Look through the data below for the line with "self.values[i].assume_init_drop();", and transcribe it exactly together with each line after it up to and including the line with "pub(crate) const MAX_DEPTH: usize". Give nothing else.

Stored data -
::::
use core::mem::MaybeUninit;
use core::slice;

use generic_array::{ArrayLength, GenericArray};

use crate::common::{self, InsertExt};

/// A B+-tree leaf: the only node kind that owns key-value pairs.
///
/// `sorted` records whether the live prefix is currently in key order. Under
/// strict leaf policies it never becomes false; under the lazy policy
/// inserts append and clear it, and the leaf is re-sorted in place before it
/// is ever split.
///
/// Nodes are at least 2-aligned so the low bit of a child pointer can carry
/// the branch tag.
#[repr(align(2))]
pub(crate) struct LeafNode<K, V, CL: ArrayLength> {
    keys: GenericArray<MaybeUninit<K>, CL>,
    values: GenericArray<MaybeUninit<V>, CL>,
    key_count: u8,
    sorted: bool,
}

impl<K, V, CL: ArrayLength> LeafNode<K, V, CL> {
    pub(crate) fn empty() -> Self {
        LeafNode {
            keys: GenericArray::uninit(),
            values: GenericArray::uninit(),
            key_count: 0,
            sorted: true,
        }
    }

    #[inline]
    pub(crate) fn len(&self) -> usize {
        usize::from(self.key_count)
    }

    #[inline]
    pub(crate) fn is_full(&self) -> bool {
        self.len() == CL::USIZE
    }

    #[inline]
    pub(crate) fn is_sorted(&self) -> bool {
        self.sorted
    }

    /// The live prefix of the key array. Sorted only if
    /// [`is_sorted`](Self::is_sorted) says so.
    #[inline]
    pub(crate) fn keys(&self) -> &[K] {
        // SAFETY: the first `key_count` cells are initialised.
        unsafe { slice::from_raw_parts(self.keys.as_ptr().cast::<K>(), self.len()) }
    }

    pub(crate) fn key_at(&self, i: usize) -> &K {
        assert!(i < self.len());
        // SAFETY: i < key_count, so the cell is initialised.
        unsafe { self.keys[i].assume_init_ref() }
    }

    pub(crate) fn value_at(&self, i: usize) -> &V {
        assert!(i < self.len());
        // SAFETY: i < key_count, so the cell is initialised.
        unsafe { self.values[i].assume_init_ref() }
    }

    /// Test hook: overwrite a key in place, bypassing every ordering rule.
    #[cfg(test)]
    pub(crate) fn set_key(&mut self, i: usize, key: K) {
        assert!(i < self.len());
        // SAFETY: i < key_count, so the cell is initialised; assigning
        // through the reference drops the old key.
        unsafe {
            *self.keys[i].assume_init_mut() = key;
        }
    }

    /// Overwrite the value at `i`, dropping the previous one.
    pub(crate) fn set_value(&mut self, i: usize, value: V) {
        assert!(i < self.len());
        // SAFETY: i < key_count, so the cell is initialised; assigning
        // through the reference drops the old value.
        unsafe {
            *self.values[i].assume_init_mut() = value;
        }
    }

    /// Shift-insert at `ix`, keeping the leaf sorted. The leaf must be
    /// sorted already and have room.
    pub(crate) fn insert_at(&mut self, ix: usize, key: K, value: V) {
        assert!(!self.is_full());
        debug_assert!(self.sorted);
        let len = self.len();
        self.keys.insert(ix, len, key);
        self.values.insert(ix, len, value);
        self.key_count += 1;
    }

    /// Append at the tail without ordering; the lazy insert path. Existing
    /// order, if any, is forfeited.
    pub(crate) fn push(&mut self, key: K, value: V) {
        assert!(!self.is_full());
        let len = self.len();
        self.keys[len].write(key);
        self.values[len].write(value);
        self.key_count += 1;
        self.sorted = false;
    }

    /// Sort the live prefix in place, keys and values in tandem. Insertion
    /// sort: the prefix is at most `CL` cells.
    pub(crate) fn sort_pairs(&mut self)
    where
        K: Ord,
    {
        let n = self.len();
        for i in 1..n {
            let mut j = i;
            // SAFETY: cells below `key_count` are initialised; swapping
            // whole cells keeps them so.
            while j > 0
                && unsafe { self.keys[j].assume_init_ref() < self.keys[j - 1].assume_init_ref() }
            {
                self.keys.swap(j - 1, j);
                self.values.swap(j - 1, j);
                j -= 1;
            }
        }
        self.sorted = true;
    }

    /// Split a full, sorted leaf and place the inbound pair.
    ///
    /// Cells from `CL / 2` upward move into `right` (an empty leaf supplied
    /// by the caller); the separator is a *copy* of the last key left
    /// behind, so it stays addressable through this leaf. `ix` is the
    /// inbound key's lower-bound index and selects its half.
    pub(crate) fn split_insert(&mut self, ix: usize, key: K, value: V, right: &mut Self) -> K
    where
        K: Clone,
    {
        assert!(self.is_full());
        assert!(self.sorted);
        assert_eq!(right.len(), 0);

        let c = CL::USIZE;
        let m = c / 2;
        let upper = c - m;

        // SAFETY: cells [m, c) are initialised and are not read as live
        // values from `self` again (key_count drops to m below).
        unsafe {
            common::move_cells(&mut self.keys[m..], &mut right.keys, upper);
            common::move_cells(&mut self.values[m..], &mut right.values, upper);
        }
        right.key_count = upper as u8;
        right.sorted = true;
        self.key_count = m as u8;

        let separator = self.key_at(m - 1).clone();

        if ix < m {
            self.insert_at(ix, key, value);
        } else {
            right.insert_at(ix - m, key, value);
        }

        separator
    }

    /// Drop every live pair. The leaf is logically empty afterwards.
    pub(crate) fn drop_contents(&mut self) {
        for i in 0..self.len() {
            // SAFETY: cells below `key_count` are initialised and dropped
            // exactly once here.
            unsafe {
                self.keys[i].assume_init_drop();
                self.values[i].assume_init_drop();
            }
        }
        self.key_count = 0;
    }
}
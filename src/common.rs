use core::mem::MaybeUninit;
use core::ptr;
use core::ptr::NonNull;

use allocator_api2::alloc::{Allocator, Layout};
use generic_array::GenericArray;

use crate::error::TreeError;

/// Upper bound on the number of branch levels any tree in this crate can
/// grow. A post-split branch always has at least two children, so the leaf
/// count doubles per level and `usize::BITS` levels already exceed the
/// address space; the slack covers the root and the leaf level.
pub(crate) const MAX_DEPTH: usize = usize::BITS as usize + 2;

/// Shift-insert into a fixed-capacity array whose first `len` slots are
/// live.
pub(crate) trait InsertExt<V> {
    fn insert(&mut self, idx: usize, len: usize, value: V);
}

impl<V, B: generic_array::ArrayLength> InsertExt<V> for GenericArray<V, B> {
    fn insert(&mut self, idx: usize, len: usize, value: V) {
        assert!(len < B::to_usize());
        assert!(idx <= len);
        // SAFETY: idx <= len < capacity, so both offsets are in bounds.
        let src = unsafe { self.as_mut_ptr().add(idx) };
        // SAFETY: idx + 1 <= len + 1 <= capacity.
        let dst = unsafe { self.as_mut_ptr().add(idx + 1) };
        // SAFETY: the regions overlap and ptr::copy handles that; the
        // element shifted out of `idx` is rewritten below.
        unsafe {
            ptr::copy(src, dst, len - idx);
        }
        // SAFETY: slot `idx` was shifted out above and is now dead.
        unsafe {
            ptr::write(&mut self[idx], value);
        }
    }
}

impl<V, B: generic_array::ArrayLength> InsertExt<V> for GenericArray<MaybeUninit<V>, B> {
    fn insert(&mut self, idx: usize, len: usize, value: V) {
        assert!(len < B::to_usize());
        assert!(idx <= len);
        // SAFETY: idx <= len < capacity, so both offsets are in bounds.
        let src = unsafe { self.as_mut_ptr().add(idx) };
        // SAFETY: idx + 1 <= len + 1 <= capacity.
        let dst = unsafe { self.as_mut_ptr().add(idx + 1) };
        // SAFETY: MaybeUninit cells are plain bytes to ptr::copy; overlap is
        // handled.
        unsafe {
            ptr::copy(src, dst, len - idx);
        }
        self[idx].write(value);
    }
}

/// Move the first `n` cells of `src` into the front of `dst`, leaving the
/// source cells logically dead.
///
/// # Safety
///
/// The first `n` cells of `src` must be initialised and must not be read as
/// live values again; `dst` must have room for `n` cells.
pub(crate) unsafe fn move_cells<T>(
    src: &mut [MaybeUninit<T>],
    dst: &mut [MaybeUninit<T>],
    n: usize,
) {
    debug_assert!(n <= src.len());
    debug_assert!(n <= dst.len());
    // SAFETY: distinct arrays, both at least `n` cells per the contract.
    unsafe {
        ptr::copy_nonoverlapping(src.as_ptr(), dst.as_mut_ptr(), n);
    }
}

/// Heap-allocate `node` through `alloc`.
pub(crate) fn alloc_node<T, A: Allocator>(alloc: &A, node: T) -> Result<NonNull<T>, TreeError> {
    let ptr = alloc
        .allocate(Layout::new::<T>())
        .map_err(TreeError::from)?
        .cast::<T>();
    // SAFETY: freshly allocated for T's layout, so properly sized and
    // aligned, and not aliased.
    unsafe {
        ptr.as_ptr().write(node);
    }
    Ok(ptr)
}

/// Release a node allocated by [`alloc_node`] without running its
/// destructor.
///
/// # Safety
///
/// `ptr` must have been returned by [`alloc_node`] with the same allocator
/// and must not be used again. Any live keys or values inside the node must
/// already have been dropped or moved out.
pub(crate) unsafe fn dealloc_node<T, A: Allocator>(alloc: &A, ptr: NonNull<T>) {
    // SAFETY: same allocator and layout as the allocation site.
    unsafe {
        alloc.deallocate(ptr.cast(), Layout::new::<T>());
    }
}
::::
ANSWER BOX -
                self.values[i].assume_init_drop();
            }
        }
        self.key_count = 0;
    }
}
filename src/common.rs
use core::mem::MaybeUninit;
use core::ptr;
use core::ptr::NonNull;

use allocator_api2::alloc::{Allocator, Layout};
use generic_array::GenericArray;

use crate::error::TreeError;

/// Upper bound on the number of branch levels any tree in this crate can
/// grow. A post-split branch always has at least two children, so the leaf
/// count doubles per level and `usize::BITS` levels already exceed the
/// address space; the slack covers the root and the leaf level.
pub(crate) const MAX_DEPTH: usize = usize::BITS as usize + 2;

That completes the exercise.